O permanente protesto contra a contribuição provisória

A CPMF, criada em outubro de 1996, por meio da Lei n°. 9.311 (clique aqui), com a proposta de financiar ações e serviços de saúde, vem sendo alvo dos mais acalorados protestos desde que sua vigência tem sido sucessivamente prorrogada.

A mais recente manifestação da sociedade contra a CPMF aconteceu dia 6/8 na Fiesp, onde cerca de 20 entidades diferentes se reuniram para pedir o fim da contribuição.

Nos últimos dez anos, a CPMF foi prorrogada três vezes e arrecadou aproximadamente R$ 186 bilhões (dados da Fiesp). Em 11 anos, a alíquota teve acréscimo de 18 pontos percentuais (passou de 0,20% para 0,38%). Na última vez em que a aplicação da CPMF foi prorrogada, seu prazo de validade foi firmado para expirar no final deste ano.
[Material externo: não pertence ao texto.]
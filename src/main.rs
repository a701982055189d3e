use obras::commands::Cli;
use obras::libs::messages::macros::is_debug_mode;
use tracing_subscriber::EnvFilter;

#[tokio::main]
async fn main() -> anyhow::Result<()> {
    if is_debug_mode() {
        tracing_subscriber::fmt()
            .with_env_filter(EnvFilter::try_from_default_env().unwrap_or_else(|_| EnvFilter::new("debug")))
            .init();
    }

    Cli::menu().await
}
No entanto, o governo vem mobilizando sua base parlamentar para prorrogar a contribuição provisória por mais quatro anos.

A advogada tributarista Ângela Martinelli, da Advocacia Celso Botelho de Moraes, espera que o STF reconheça a inconstitucionalidade do artigo 11 da Lei n°. 9.311/96 que a pretexto de fiscalizar a arrecadação da contribuição permitiu a Administração Pública o acesso e uso de dados sigilosos, sem autorização judicial, com ofensa ao direito ao sigilo de dados e informações constitucionalmente assegurados ao cidadão. "Instituída originalmente para fazer frente à necessidade urgente de melhorar o atendimento a saúde, o destino da contribuição mudou de rumo, tornando-se mais um tributo, que o brasileiro não consegue vislumbrar o resultado da sua aplicação", ressalta.

A advogada destaca ainda que "do ponto de vista econômico, a CPMF onera o custo dos produtos, reduzindo a capacidade de consumo da população menos favorecida". Ela lembra também que "com a promulgação das Leis complementares 104 e 105 de 2001 e a alteração promovida pelo artigo 1º da Lei n°. 10.174/2001 (clique aqui), foram ampliados os poderes da Administração Pública permitindo a utilização dos dados da CMPF para proceder a fiscalização de tributos e constituir crédito tributário, e ainda transferi-los para terceiros, mediante simples recibo, podendo estes usá-los para fins indeterminados, inclusive não fiscais, desrespeitando direitos básicos do cidadão como a quebra do sigilo de dados e informações, sem autorização judicial com ofensa aos princípios do contraditório, ampla defesa, razoabilidade e proporcionalidade".

O movimento pelo fim da CPMF, liderado pela Fiesp, já colheu mais 400 mil assinaturas. Quatro computadores instalados em frente à sede da Federação, na Avenida Paulista, permite que mais pessoas possam aderir ao abaixo assinado que deve ser entregue aos parlamentares. O site "contracpmf" (clique aqui) também colhe assinaturas de cidadãos insatisfeitos com a perpetuação da taxa.